Por outro lado, é bem provável que todo esse plástico venha causando a morte de milhões de animais marinhos a cada ano. Já se comprovou que quase 700 espécies, incluindo algumas em risco de extinção, foram afetadas por resíduos plásticos. Em algumas elas, o dano é evidente – animais estrangulados por itens descartados, como redes de pesca. Em muitos outros casos, porém, os prejuízos são invisíveis. Espécies de todos os tamanhos, de plâncton a baleias, agora ingerem micropartículas de plástico, fragmentos ínfimos que medem menos de 5 milímetros. No Havaí, em uma praia que aparentemente deveria estar intocada – não há acesso por estrada pavimentada –, senti os meus pés afundando em crepitantes micropartículas de plástico. Depois dessa experiência, entendi por que há pessoas que veem no acúmulo de resíduos plásticos nos oceanos um sinal de catástrofe iminente, algo tão alarmante quanto as mudanças climáticas.
Há uma diferença crucial: a questão do plástico nos mares não é tão complicada quanto a das mudanças climáticas. Ao menos por ora, ninguém nega o excesso de lixo. E, para começar a resolver o problema, não precisamos refazer todo o sistema de geração de energia no planeta.
“Não estamos diante de um problema para o qual não há solução”, diz o economista Ted Siegler, um especialista em recursos. “Sabemos como recolher o lixo. Todo o mundo pode fazer isso.

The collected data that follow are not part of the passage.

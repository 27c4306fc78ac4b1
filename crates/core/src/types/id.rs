//! Newtype IDs for type-safe entity references.
//!
//! Use the `define_id!` macro to create type-safe ID wrappers that prevent
//! accidentally mixing IDs from different entity types.

/// Macro to define a type-safe, string-backed ID wrapper.
///
/// Creates a newtype wrapper around `String` with:
/// - `Serialize`/`Deserialize` with `#[serde(transparent)]`
/// - `Debug`, `Clone`, `PartialEq`, `Eq`, `Hash`, `PartialOrd`, `Ord`
/// - Conversion methods: `new()`, `as_str()`, `into_inner()`
/// - `From<&str>`, `From<String>` and `Display` implementations
///
/// # Example
///
/// ```rust
/// # use dewdrop_core::define_id;
/// define_id!(BundleId);
/// define_id!(ReviewId);
///
/// let bundle_id = BundleId::new("1");
/// let review_id = ReviewId::new("1");
///
/// // These are different types, so this won't compile:
/// // let _: BundleId = review_id;
/// assert_eq!(bundle_id.as_str(), review_id.as_str());
/// ```
#[macro_export]
macro_rules! define_id {
    ($name:ident) => {
        #[derive(
            Debug,
            Clone,
            PartialEq,
            Eq,
            Hash,
            PartialOrd,
            Ord,
            ::serde::Serialize,
            ::serde::Deserialize
        )]
        #[serde(transparent)]
        pub struct $name(String);

        impl $name {
            /// Create a new ID from anything string-like.
            #[must_use]
            pub fn new(id: impl Into<String>) -> Self {
                Self(id.into())
            }

            /// Get the underlying string value.
            #[must_use]
            pub fn as_str(&self) -> &str {
                &self.0
            }

            /// Consume the ID and return the underlying string.
            #[must_use]
            pub fn into_inner(self) -> String {
                self.0
            }
        }

        impl ::core::fmt::Display for $name {
            fn fmt(&self, f: &mut ::core::fmt::Formatter<'_>) -> ::core::fmt::Result {
                f.write_str(&self.0)
            }
        }

        impl From<&str> for $name {
            fn from(id: &str) -> Self {
                Self(id.to_owned())
            }
        }

        impl From<String> for $name {
            fn from(id: String) -> Self {
                Self(id)
            }
        }

        impl AsRef<str> for $name {
            fn as_ref(&self) -> &str {
                &self.0
            }
        }
    };
}

// Define standard entity IDs
define_id!(ProductId);

#[cfg(test)]
#[allow(clippy::unwrap_used)]
mod tests {
    use super::*;

    #[test]
    fn test_product_id_display() {
        let id = ProductId::new("serum-1");
        assert_eq!(id.to_string(), "serum-1");
        assert_eq!(id.as_str(), "serum-1");
    }

    #[test]
    fn test_product_id_serializes_transparently() {
        let id = ProductId::from("4");
        let json = serde_json::to_string(&id).unwrap();
        assert_eq!(json, "\"4\"");

        let parsed: ProductId = serde_json::from_str(&json).unwrap();
        assert_eq!(parsed, id);
    }
}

Sabemos também como dar um destino a ele. E como reciclar esse material.” O que falta é criar as instituições e os sistemas necessários, diz ele – em termos ideais, antes que o oceano se torne, de forma irremediável e pelos séculos vindouros, uma sopa rala de material plástico.
EM PLYMOUTH, SOB O CÉU CINZENTO e carregado do outono inglês, Richard Thompson me esperava, protegido por um casaco impermeável amarelo, diante da Estação Marinha Coxside, à beira da enseada. Um sujeito esguio de 54 anos, ele iniciava a carreira de ecologista marinho, em 1993, quando participou pela primeira vez da limpeza de uma praia, na Ilha de Man. Enquanto outros voluntários se concentravam em garrafas, sacos e redes de plástico, Thompson se ateve àquelas partículas minúsculas que ficam sob os pés, ignoradas, na marca da maré alta.

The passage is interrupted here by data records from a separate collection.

//! In-memory storage adapter.

use std::collections::HashMap;
use std::sync::RwLock;

use super::{KeyValueStore, StorageError};

/// A store that keeps values in process memory.
///
/// Contents are lost when the process exits.
#[derive(Debug, Default)]
pub struct MemoryStore {
    values: RwLock<HashMap<String, String>>,
}

impl MemoryStore {
    /// Create an empty store.
    #[must_use]
    pub fn new() -> Self {
        Self::default()
    }

    /// Number of keys currently stored.
    #[must_use]
    pub fn len(&self) -> usize {
        self.values.read().map(|values| values.len()).unwrap_or(0)
    }

    /// Returns `true` if nothing has been stored.
    #[must_use]
    pub fn is_empty(&self) -> bool {
        self.len() == 0
    }
}

impl KeyValueStore for MemoryStore {
    fn get(&self, key: &str) -> Result<Option<String>, StorageError> {
        let values = self.values.read().map_err(|_| StorageError::Poisoned)?;
        Ok(values.get(key).cloned())
    }

    fn set(&self, key: &str, value: &str) -> Result<(), StorageError> {
        let mut values = self.values.write().map_err(|_| StorageError::Poisoned)?;
        values.insert(key.to_owned(), value.to_owned());
        Ok(())
    }
}
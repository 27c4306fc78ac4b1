//! Product search over the trending list, plus recent-search history.
//!
//! There is no search index: a query matches a product when its name or
//! category contains the query, ignoring case.

mod recent;

use tracing::instrument;

use crate::catalog::TrendingProduct;

pub use recent::{MAX_RECENT_SEARCHES, RecentSearches};

/// Normalize a raw query: trimmed, or `None` if blank.
#[must_use]
pub fn normalize_query(raw: &str) -> Option<&str> {
    let trimmed = raw.trim();
    (!trimmed.is_empty()).then_some(trimmed)
}

/// Products whose name or category contains `query`, case-insensitively.
///
/// Results keep the order of `products`. A blank query matches nothing.
#[instrument(skip(products))]
#[must_use]
pub fn search<'a>(products: &'a [TrendingProduct], query: &str) -> Vec<&'a TrendingProduct> {
    let Some(query) = normalize_query(query) else {
        return Vec::new();
    };
    let needle = query.to_lowercase();

    let results: Vec<&TrendingProduct> = products
        .iter()
        .filter(|product| {
            product.name.to_lowercase().contains(&needle)
                || product.category.to_lowercase().contains(&needle)
        })
        .collect();

    tracing::debug!(results = results.len(), "Search complete");
    results
}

Na época, havia um mistério a ser resolvido, pelo menos em círculos acadêmicos: os cientistas estavam intrigados com o fato de estarem encontrando menos plástico nos oceanos do que o esperado. A produção mundial havia crescido de forma exponencial – de 2,1 milhões de toneladas, em 1950, passou a 147 milhões, em 1993, e a 407 milhões de toneladas, em 2015 –, mas a quantidade de plástico boiando nos mares e lançada às praias, por mais alarmante que fosse, não parecia estar aumentando com a mesma rapidez. “A pergunta inevitável era: para onde foi todo esse plástico?”, explica Thompson.
Desde então, Thompson passou a contribuir para o esforço visando obter uma resposta à questão: uma proporção do material plástico parece ausente porque foi reduzida a pedaços tão pequenos que mal conseguimos enxergá-los. Num artigo publicado em 2004, ele cunhou o termo “microplástico” para essas partículas ínfimas, prevendo – com razão, como se viu depois – que tais partículas tinham “potencial para uma acumulação em grande escala” nos oceanos.
Quando nos encontramos em Plymouth, Thompson e dois de seus assistentes haviam acabado de concluir um estudo, por meio do qual constataram que o plástico não se decompõe apenas pela força das ondas e da luz solar. No laboratório, eles viram anfípodes da espécie Orchestia gammarellus – um crustáceo minúsculo e parecido com camarão, muito comum na costa da Europa – devorando pedaços de sacos plásticos e determinaram que eles conseguem recortar uma única sacolinha em nada menos que 1,75 milhão de fragmentos. Os crustáceos mastigavam o plástico com rapidez ainda maior, observaram os cientistas, quando este estava recoberto com o limo microbiano que lhes serve normalmente de alimento. E depois acabavam cuspindo ou excretando os pedaços de plástico.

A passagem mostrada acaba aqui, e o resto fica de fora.